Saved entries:
%%
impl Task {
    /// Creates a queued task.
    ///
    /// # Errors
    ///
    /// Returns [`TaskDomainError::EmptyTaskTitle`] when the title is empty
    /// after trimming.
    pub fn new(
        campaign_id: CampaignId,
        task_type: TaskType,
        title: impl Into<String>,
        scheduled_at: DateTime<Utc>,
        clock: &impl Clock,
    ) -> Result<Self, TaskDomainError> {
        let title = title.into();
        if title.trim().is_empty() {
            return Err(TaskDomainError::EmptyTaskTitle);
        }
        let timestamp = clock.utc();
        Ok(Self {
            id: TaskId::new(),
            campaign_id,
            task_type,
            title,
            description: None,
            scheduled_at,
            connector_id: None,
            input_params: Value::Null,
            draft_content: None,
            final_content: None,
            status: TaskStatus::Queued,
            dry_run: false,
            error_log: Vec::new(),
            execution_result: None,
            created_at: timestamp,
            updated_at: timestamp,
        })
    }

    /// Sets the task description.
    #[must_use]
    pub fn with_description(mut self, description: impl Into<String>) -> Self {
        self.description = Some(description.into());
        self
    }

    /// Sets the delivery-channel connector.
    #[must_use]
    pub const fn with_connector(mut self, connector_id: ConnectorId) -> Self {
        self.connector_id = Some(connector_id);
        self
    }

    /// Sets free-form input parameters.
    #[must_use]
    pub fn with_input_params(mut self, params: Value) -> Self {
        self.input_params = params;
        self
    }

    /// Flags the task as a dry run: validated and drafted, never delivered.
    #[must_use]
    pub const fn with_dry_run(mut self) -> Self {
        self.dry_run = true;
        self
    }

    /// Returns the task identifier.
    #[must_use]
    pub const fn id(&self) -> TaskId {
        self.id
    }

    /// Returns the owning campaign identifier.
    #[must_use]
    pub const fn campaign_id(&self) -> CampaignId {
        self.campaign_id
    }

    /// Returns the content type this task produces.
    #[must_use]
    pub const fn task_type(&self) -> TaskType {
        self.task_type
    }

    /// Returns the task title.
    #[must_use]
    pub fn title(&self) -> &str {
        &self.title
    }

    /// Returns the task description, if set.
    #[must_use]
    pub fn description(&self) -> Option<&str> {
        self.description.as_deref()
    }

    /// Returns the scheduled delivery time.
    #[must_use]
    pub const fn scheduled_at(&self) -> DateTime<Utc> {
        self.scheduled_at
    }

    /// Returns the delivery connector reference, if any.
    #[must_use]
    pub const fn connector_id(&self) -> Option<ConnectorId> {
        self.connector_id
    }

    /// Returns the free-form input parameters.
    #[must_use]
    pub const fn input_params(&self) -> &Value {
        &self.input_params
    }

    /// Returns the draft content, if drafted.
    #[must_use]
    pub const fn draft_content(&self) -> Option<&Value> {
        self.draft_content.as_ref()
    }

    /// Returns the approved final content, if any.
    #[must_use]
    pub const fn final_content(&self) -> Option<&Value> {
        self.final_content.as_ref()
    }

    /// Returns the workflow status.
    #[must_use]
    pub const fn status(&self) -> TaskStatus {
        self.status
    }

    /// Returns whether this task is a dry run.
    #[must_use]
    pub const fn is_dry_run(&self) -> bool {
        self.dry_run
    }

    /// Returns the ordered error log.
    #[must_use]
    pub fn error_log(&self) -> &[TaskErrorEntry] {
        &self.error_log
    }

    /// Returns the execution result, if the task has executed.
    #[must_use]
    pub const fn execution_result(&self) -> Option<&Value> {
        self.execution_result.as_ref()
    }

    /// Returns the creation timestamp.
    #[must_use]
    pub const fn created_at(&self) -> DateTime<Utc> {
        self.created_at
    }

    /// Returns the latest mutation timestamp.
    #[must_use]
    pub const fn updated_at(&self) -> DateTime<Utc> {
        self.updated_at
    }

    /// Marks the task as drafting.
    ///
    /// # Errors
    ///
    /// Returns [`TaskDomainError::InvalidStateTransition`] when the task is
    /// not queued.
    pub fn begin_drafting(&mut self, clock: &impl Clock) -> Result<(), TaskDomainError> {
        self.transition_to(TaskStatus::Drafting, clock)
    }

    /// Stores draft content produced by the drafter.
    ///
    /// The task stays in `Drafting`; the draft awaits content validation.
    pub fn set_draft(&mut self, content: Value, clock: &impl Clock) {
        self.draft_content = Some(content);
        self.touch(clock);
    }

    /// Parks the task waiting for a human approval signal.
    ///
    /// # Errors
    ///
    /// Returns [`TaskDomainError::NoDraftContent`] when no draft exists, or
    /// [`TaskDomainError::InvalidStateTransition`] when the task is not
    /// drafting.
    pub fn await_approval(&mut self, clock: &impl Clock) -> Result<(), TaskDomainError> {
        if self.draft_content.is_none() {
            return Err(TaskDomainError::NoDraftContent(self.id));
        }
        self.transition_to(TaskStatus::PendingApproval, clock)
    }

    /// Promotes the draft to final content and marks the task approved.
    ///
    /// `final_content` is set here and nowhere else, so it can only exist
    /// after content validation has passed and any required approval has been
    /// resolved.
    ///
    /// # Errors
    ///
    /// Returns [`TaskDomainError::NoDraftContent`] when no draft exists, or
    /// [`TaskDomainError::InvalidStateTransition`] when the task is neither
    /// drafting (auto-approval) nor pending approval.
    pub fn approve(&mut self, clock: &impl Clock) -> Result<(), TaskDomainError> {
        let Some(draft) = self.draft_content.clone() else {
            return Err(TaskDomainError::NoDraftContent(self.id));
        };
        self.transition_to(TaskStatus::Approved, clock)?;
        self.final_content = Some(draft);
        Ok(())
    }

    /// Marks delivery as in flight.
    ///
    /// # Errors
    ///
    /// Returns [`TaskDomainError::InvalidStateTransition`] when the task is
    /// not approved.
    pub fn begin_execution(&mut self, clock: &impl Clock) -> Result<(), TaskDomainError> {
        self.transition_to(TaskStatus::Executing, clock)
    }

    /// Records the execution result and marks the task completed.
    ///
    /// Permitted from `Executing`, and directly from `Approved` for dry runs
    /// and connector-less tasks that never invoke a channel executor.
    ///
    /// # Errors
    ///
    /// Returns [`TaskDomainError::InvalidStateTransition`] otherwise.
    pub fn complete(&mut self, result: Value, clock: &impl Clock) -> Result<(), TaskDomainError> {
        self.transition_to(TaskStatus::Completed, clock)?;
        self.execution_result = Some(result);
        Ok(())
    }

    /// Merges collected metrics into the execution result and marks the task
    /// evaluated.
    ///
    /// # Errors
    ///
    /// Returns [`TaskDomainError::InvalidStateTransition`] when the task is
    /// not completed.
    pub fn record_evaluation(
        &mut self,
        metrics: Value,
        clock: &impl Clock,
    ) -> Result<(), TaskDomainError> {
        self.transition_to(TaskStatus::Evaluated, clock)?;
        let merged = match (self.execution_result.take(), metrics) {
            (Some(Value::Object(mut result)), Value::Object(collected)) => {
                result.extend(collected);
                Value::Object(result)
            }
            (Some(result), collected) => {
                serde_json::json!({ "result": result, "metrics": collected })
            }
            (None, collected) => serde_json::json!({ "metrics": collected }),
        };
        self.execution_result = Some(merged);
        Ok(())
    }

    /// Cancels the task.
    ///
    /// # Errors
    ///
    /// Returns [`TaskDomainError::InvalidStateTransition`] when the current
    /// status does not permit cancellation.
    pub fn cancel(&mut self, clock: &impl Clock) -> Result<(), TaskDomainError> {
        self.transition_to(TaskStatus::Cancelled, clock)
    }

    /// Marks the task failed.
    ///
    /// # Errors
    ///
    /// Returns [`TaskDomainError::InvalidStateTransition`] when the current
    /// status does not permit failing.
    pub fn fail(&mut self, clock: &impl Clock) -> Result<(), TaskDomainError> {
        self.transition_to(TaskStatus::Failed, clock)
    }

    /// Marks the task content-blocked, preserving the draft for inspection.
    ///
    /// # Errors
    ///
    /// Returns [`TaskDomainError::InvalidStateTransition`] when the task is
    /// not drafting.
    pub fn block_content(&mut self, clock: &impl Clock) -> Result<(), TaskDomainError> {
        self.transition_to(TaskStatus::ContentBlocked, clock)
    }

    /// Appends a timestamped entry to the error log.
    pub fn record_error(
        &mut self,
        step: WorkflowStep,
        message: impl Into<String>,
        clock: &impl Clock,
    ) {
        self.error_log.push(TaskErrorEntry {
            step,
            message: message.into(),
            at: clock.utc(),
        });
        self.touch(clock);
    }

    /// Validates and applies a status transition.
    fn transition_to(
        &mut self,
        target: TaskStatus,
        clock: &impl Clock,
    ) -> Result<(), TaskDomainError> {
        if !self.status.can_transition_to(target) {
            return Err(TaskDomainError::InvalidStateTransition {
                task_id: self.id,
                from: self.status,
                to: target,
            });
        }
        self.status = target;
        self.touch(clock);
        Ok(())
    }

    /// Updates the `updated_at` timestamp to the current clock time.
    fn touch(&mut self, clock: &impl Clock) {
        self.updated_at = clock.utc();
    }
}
%%
# WHAT IS NEEDED
Look for the word "this" in the data, then return every line that contains it.

# ANSWER SPACE
    /// Returns the content type this task produces.
    /// Returns whether this task is a dry run.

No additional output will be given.